It's very odd that we have some great technologies available to secure ourselves on the internet, and yet nearly everyone refuses to move out of the stone age. Passwords are too ubiquitous, and prone to breakage (for instance, Gawker's whole database of passwords has been leaked just recently) and bizarre hobbling (bizarre password restrictions that prove people don't understand storage). Wish-It-Was-Two-Factor authentication is damnably stupid-- let us give ill-informed users a false sense of security by causing them aggravation and annoyance... that'll certainly work out for everyone.
My Password is Too Strong?
I've gotten into the good habit of using one-off, psuedo-randomized and cryptographically-randomized passwords. I sync these with free software (KeePass) across devices via my backup service of choice (Jungle Disk). I don't have any clue what most of these passwords actually are, as I only need to copy and paste them most of the time. (I run the risk of someone having physical access to one or more of my devices, but there are device passwords and master passwords in the way, not to mention the fact that they'd may also have to master my control schemes, all of which is better than post-it notes.)
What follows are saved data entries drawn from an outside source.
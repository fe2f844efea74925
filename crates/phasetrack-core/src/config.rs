use crate::error::Result;
use crate::paths;
use serde::{Deserialize, Serialize};
use std::path::Path;

// ---------------------------------------------------------------------------
// ConfigWarning / WarnLevel
// ---------------------------------------------------------------------------

#[derive(Debug, Clone, Serialize, Deserialize)]
pub struct ConfigWarning {
    pub level: WarnLevel,
    pub message: String,
}

#[derive(Debug, Clone, PartialEq, Serialize, Deserialize)]
#[serde(rename_all = "snake_case")]
pub enum WarnLevel {
    Warning,
    Error,
}

// ---------------------------------------------------------------------------
// ServerConfig
// ---------------------------------------------------------------------------

#[derive(Debug, Clone, Serialize, Deserialize)]
pub struct ServerConfig {
    #[serde(default = "default_port")]
    pub port: u16,
}

fn default_port() -> u16 {
    3141
}

impl Default for ServerConfig {
    fn default() -> Self {
        Self {
            port: default_port(),
        }
    }
}

// ---------------------------------------------------------------------------
// Config (top-level)
// ---------------------------------------------------------------------------

/// Project layout, read from `.phasetrack.yaml` at the project root.
///
/// Every path is relative to the root. A missing file means all defaults,
/// matching the layout the tool has always used.
#[derive(Debug, Clone, Serialize, Deserialize)]
pub struct Config {
    #[serde(default = "default_tasks_file")]
    pub tasks_file: String,
    #[serde(default = "default_phases_dir")]
    pub phases_dir: String,
    #[serde(default = "default_contexts_dir")]
    pub contexts_dir: String,
    #[serde(default = "default_docs_dir")]
    pub docs_dir: String,
    #[serde(default = "default_src_dir")]
    pub src_dir: String,
    #[serde(default)]
    pub server: ServerConfig,
}

fn default_tasks_file() -> String {
    paths::DEFAULT_TASKS_FILE.to_string()
}

fn default_phases_dir() -> String {
    paths::DEFAULT_PHASES_DIR.to_string()
}

fn default_contexts_dir() -> String {
    paths::DEFAULT_CONTEXTS_DIR.to_string()
}

fn default_docs_dir() -> String {
    paths::DEFAULT_DOCS_DIR.to_string()
}

fn default_src_dir() -> String {
    paths::DEFAULT_SRC_DIR.to_string()
}

impl Default for Config {
    fn default() -> Self {
        Self {
            tasks_file: default_tasks_file(),
            phases_dir: default_phases_dir(),
            contexts_dir: default_contexts_dir(),
            docs_dir: default_docs_dir(),
            src_dir: default_src_dir(),
            server: ServerConfig::default(),
        }
    }
}

impl Config {
    /// Load the config file, or the defaults when the project has none.
    pub fn load(root: &Path) -> Result<Self> {
        let path = paths::config_path(root);
        let Some(data) = crate::io::read_optional(&path)? else {
            return Ok(Self::default());
        };
        if data.trim().is_empty() {
            return Ok(Self::default());
        }
        let cfg: Config = serde_yaml::from_str(&data)?;
        Ok(cfg)
    }

    // -----------------------------------------------------------------------
    // Validation
    // -----------------------------------------------------------------------

    pub fn validate(&self) -> Vec<ConfigWarning> {
        let mut warnings = Vec::new();

        let entries = [
            ("tasks_file", &self.tasks_file),
            ("phases_dir", &self.phases_dir),
            ("contexts_dir", &self.contexts_dir),
            ("docs_dir", &self.docs_dir),
            ("src_dir", &self.src_dir),
        ];

        for (key, value) in entries {
            if value.trim().is_empty() {
                warnings.push(ConfigWarning {
                    level: WarnLevel::Error,
                    message: format!("'{key}' must not be empty"),
                });
            } else if Path::new(value).is_absolute() {
                warnings.push(ConfigWarning {
                    level: WarnLevel::Warning,
                    message: format!("'{key}' is absolute ({value}); paths are usually root-relative"),
                });
            }
        }

        if self.phases_dir == self.contexts_dir {
            warnings.push(ConfigWarning {
                level: WarnLevel::Error,
                message: format!(
                    "phases_dir and contexts_dir are both '{}'; context documents would mix with phase files",
                    self.phases_dir
                ),
            });
        }

        warnings
    }
}

// ---------------------------------------------------------------------------
// Tests
// ---------------------------------------------------------------------------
I have discovered two big things that amaze me each and every time I encounter them:
- Some programs don't allow pasting passwords. Most of the time this is the benign negligence of, particularly, games that didn't think to add it when they wrote their own UI widget. (Suggestion: always use the built-in Password text box of your windowing framework, even in a separate "launcher" if you have to. Please.) Worse are the programs that think they are "smart" by blocking one possible (of many) brute force attacks. I'd rather have a strong password that I can't remember and need to paste in then that one simple, stupid "protection".
- Many systems' requirements for so-called "strong" passwords end up requiring weak passwords. Unfortunately, particularly on the internet, there is a such thing as "too strong of a password". Worse, this affliction of disallowing strong passwords seems to be particularly egregious from those that seemingly champion strong passwords! Generally I've found the "stronger" (according to rules that often are usually pretty weak and scoring algorithms that are mistake) a password a system requires, the more likely it won't accept real strong passwords. It is perplexing.
I feel like I should name names of the offenders, but there are almost too many to name. Every single one of the insurers that I enrolled with a few weeks ago had "strong password requirements", and yet balked when I gave them actual strong passwords!
Support OpenID!
I have real two-factor authentication on my OpenID, and have for some time. If you don't support OpenID, you are a part of the problem. Period.
Whine about user ignorance all you want or that "OpenID is too hard", but your password system is almost always going to be weaker than my OpenID, and that is a whole lot easier and nicer for me to use than filling KeePass with yet another random password for a site I'll only use once in a blue moon. My OpenID, possible man-in-the-middle attacks and DNS poisoning attacks included, is sadly more secure than any of my current banking or insurance providers (current lone exception being PayPal, which actually also supports real two-factor authentication).
If You Can Support Facebook Connect or Twitter Login, You Can Support OpenID!
Seriously. If you can only support one federated login system: support the fully open one, support OpenID!